Exercise objective
Within the lines below, find those that hold the string "signals" and copy each one.
*** Opening Supplied material ***
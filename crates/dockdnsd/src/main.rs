// # dockdnsd - container DNS endpoint daemon
//
// This daemon is a THIN integration layer only. All label interpretation,
// grouping and record inference lives in dockdns-core.
//
// The dockdnsd daemon is responsible for:
// 1. Reading configuration from environment variables
// 2. Initializing logging and the runtime
// 3. Building a ContainerSource over a runtime client
// 4. Resolving endpoint records once, or every interval until shutdown
//
// ## Configuration
//
// All configuration is done via environment variables:
//
// - `DOCKDNS_SNAPSHOT_PATH`: Path to the runtime snapshot JSON (required)
// - `DOCKDNS_CLUSTER_MODE`: Group task containers by cluster service (true/false)
// - `DOCKDNS_INTERVAL_SECS`: Resolve every N seconds (unset: resolve once)
// - `DOCKDNS_LOG_LEVEL`: trace, debug, info, warn, error
//
// Each cycle's records are written to stdout as one JSON array.
//
// ## Example
//
// ```bash
// export DOCKDNS_SNAPSHOT_PATH=/var/lib/dockdns/snapshot.json
// export DOCKDNS_CLUSTER_MODE=true
// export DOCKDNS_INTERVAL_SECS=30
//
// dockdnsd
// ```

use anyhow::Result;
use dockdns_core::{ContainerSource, SnapshotFileClient, SourceConfig};
use std::env;
use std::process::ExitCode;
use std::sync::Arc;
use std::time::Duration;
use tracing::{Level, error, info};
use tracing_subscriber::FmtSubscriber;

#[cfg(unix)]
use tokio::signal::unix::{SignalKind, signal};

/// Exit codes for different termination scenarios
///
/// These codes follow systemd conventions:
/// - 0: Clean shutdown
/// - 1: Configuration or startup error
/// - 2: Runtime error (unexpected)
#[derive(Debug, Clone, Copy)]
enum DockdnsExitCode {
    /// Clean shutdown (normal exit)
    CleanShutdown = 0,
    /// Configuration error or startup failure
    ConfigError = 1,
    /// Runtime error (unexpected failure)
    RuntimeError = 2,
}

impl From<DockdnsExitCode> for ExitCode {
    fn from(code: DockdnsExitCode) -> Self {
        ExitCode::from(code as u8)
    }
}

/// Application configuration
struct Config {
    snapshot_path: String,
    cluster_mode: bool,
    interval_secs: Option<u64>,
    log_level: String,
}

impl Config {
    /// Load configuration from environment variables
    fn from_env() -> Result<Self> {
        let snapshot_path = env::var("DOCKDNS_SNAPSHOT_PATH").map_err(|_| {
            anyhow::anyhow!(
                "DOCKDNS_SNAPSHOT_PATH is required. \
                Set it via: export DOCKDNS_SNAPSHOT_PATH=/var/lib/dockdns/snapshot.json"
            )
        })?;

        let cluster_mode = match env::var("DOCKDNS_CLUSTER_MODE") {
            Ok(value) => parse_bool(&value).ok_or_else(|| {
                anyhow::anyhow!(
                    "DOCKDNS_CLUSTER_MODE must be true or false. Got: {}",
                    value
                )
            })?,
            Err(_) => false,
        };

        let interval_secs = match env::var("DOCKDNS_INTERVAL_SECS") {
            Ok(value) => Some(value.trim().parse().map_err(|_| {
                anyhow::anyhow!("DOCKDNS_INTERVAL_SECS must be a number. Got: {}", value)
            })?),
            Err(_) => None,
        };

        Ok(Self {
            snapshot_path,
            cluster_mode,
            interval_secs,
            log_level: env::var("DOCKDNS_LOG_LEVEL").unwrap_or_else(|_| "info".to_string()),
        })
    }

    /// Validate the configuration
    fn validate(&self) -> Result<()> {
        if self.snapshot_path.trim().is_empty() {
            anyhow::bail!("DOCKDNS_SNAPSHOT_PATH cannot be empty");
        }

        if let Some(interval) = self.interval_secs
            && !(1..=3600).contains(&interval)
        {
            anyhow::bail!(
                "DOCKDNS_INTERVAL_SECS must be between 1 and 3600 seconds. Got: {}",
                interval
            );
        }

        match self.log_level.to_lowercase().as_str() {
            "trace" | "debug" | "info" | "warn" | "error" => {}
            _ => anyhow::bail!(
                "DOCKDNS_LOG_LEVEL '{}' is not valid. \
                Valid levels: trace, debug, info, warn, error",
                self.log_level
            ),
        }

        Ok(())
    }
}

fn parse_bool(value: &str) -> Option<bool> {
    match value.trim().to_lowercase().as_str() {
        "1" | "true" | "yes" | "on" => Some(true),
        "0" | "false" | "no" | "off" => Some(false),
        _ => None,
    }
}

fn main() -> ExitCode {
    // Load configuration from environment
    let config = match Config::from_env() {
        Ok(cfg) => cfg,
        Err(e) => {
            eprintln!("Configuration error: {}", e);
            return DockdnsExitCode::ConfigError.into();
        }
    };

    if let Err(e) = config.validate() {
        eprintln!("Configuration validation error: {}", e);
        return DockdnsExitCode::ConfigError.into();
    }

    let log_level = match config.log_level.to_lowercase().as_str() {
        "trace" => Level::TRACE,
        "debug" => Level::DEBUG,
        "warn" => Level::WARN,
        "error" => Level::ERROR,
        _ => Level::INFO,
    };

    // Logs go to stderr; stdout carries the records
    let subscriber = FmtSubscriber::builder()
        .with_max_level(log_level)
        .with_writer(std::io::stderr)
        .finish();

    if let Err(e) = tracing::subscriber::set_global_default(subscriber) {
        eprintln!("Failed to set tracing subscriber: {}", e);
        return DockdnsExitCode::ConfigError.into();
    }

    info!("Starting dockdnsd");

    let rt = match tokio::runtime::Builder::new_current_thread()
        .enable_all()
        .build()
    {
        Ok(runtime) => runtime,
        Err(e) => {
            error!("Failed to create tokio runtime: {}", e);
            return DockdnsExitCode::RuntimeError.into();
        }
    };

    let result = rt.block_on(async {
        if let Err(e) = run_daemon(config).await {
            error!("Daemon error: {}", e);
            DockdnsExitCode::RuntimeError
        } else {
            DockdnsExitCode::CleanShutdown
        }
    });

    result.into()
}

/// Run the daemon
async fn run_daemon(config: Config) -> Result<()> {
    let client = Arc::new(SnapshotFileClient::new(&config.snapshot_path));
    let snapshot_path = client.path().display().to_string();
    let source_config = SourceConfig::new().with_cluster_mode(config.cluster_mode);
    let source = ContainerSource::new(client, source_config)?;
    info!(
        "Reading snapshots from {} (cluster mode: {})",
        snapshot_path,
        source.cluster_mode()
    );

    let Some(interval_secs) = config.interval_secs else {
        return resolve_cycle(&source).await;
    };

    let mut ticker = tokio::time::interval(Duration::from_secs(interval_secs));
    let shutdown = wait_for_shutdown();
    tokio::pin!(shutdown);

    loop {
        tokio::select! {
            _ = ticker.tick() => {
                // A failed cycle is reported; the next tick starts a fresh one
                if let Err(e) = resolve_cycle(&source).await {
                    error!("Resolution cycle failed: {}", e);
                }
            }
            signal = &mut shutdown => {
                info!("Received shutdown signal: {}", signal?);
                break;
            }
        }
    }

    info!("Shutting down daemon");
    Ok(())
}

/// Resolve one cycle and print its records
async fn resolve_cycle(source: &ContainerSource) -> Result<()> {
    let endpoints = source.endpoints().await?;
    info!("Resolved {} endpoint(s)", endpoints.len());
    println!("{}", serde_json::to_string(&endpoints)?);
    Ok(())
}

/// Wait for shutdown signals (SIGTERM, SIGINT)
///
/// # Returns
///
/// Returns the name of the signal received.
#[cfg(unix)]
async fn wait_for_shutdown() -> Result<&'static str> {
    let mut sigterm = signal(SignalKind::terminate())
        .map_err(|e| anyhow::anyhow!("Failed to setup SIGTERM handler: {}", e))?;
    let mut sigint = signal(SignalKind::interrupt())
        .map_err(|e| anyhow::anyhow!("Failed to setup SIGINT handler: {}", e))?;

    let signal = tokio::select! {
        _ = sigterm.recv() => "SIGTERM",
        _ = sigint.recv() => "SIGINT",
    };
    Ok(signal)
}

/// Wait for shutdown signals (SIGINT only)
///
/// Fallback implementation for non-Unix platforms.
#[cfg(not(unix))]
async fn wait_for_shutdown() -> Result<&'static str> {
    tokio::signal::ctrl_c()
        .await
        .map_err(|e| anyhow::anyhow!("Failed to wait for CTRL-C: {}", e))?;
    Ok("SIGINT")
}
*** Closing Supplied material ***
Completed exercise
/// Wait for shutdown signals (SIGTERM, SIGINT)
/// Wait for shutdown signals (SIGINT only)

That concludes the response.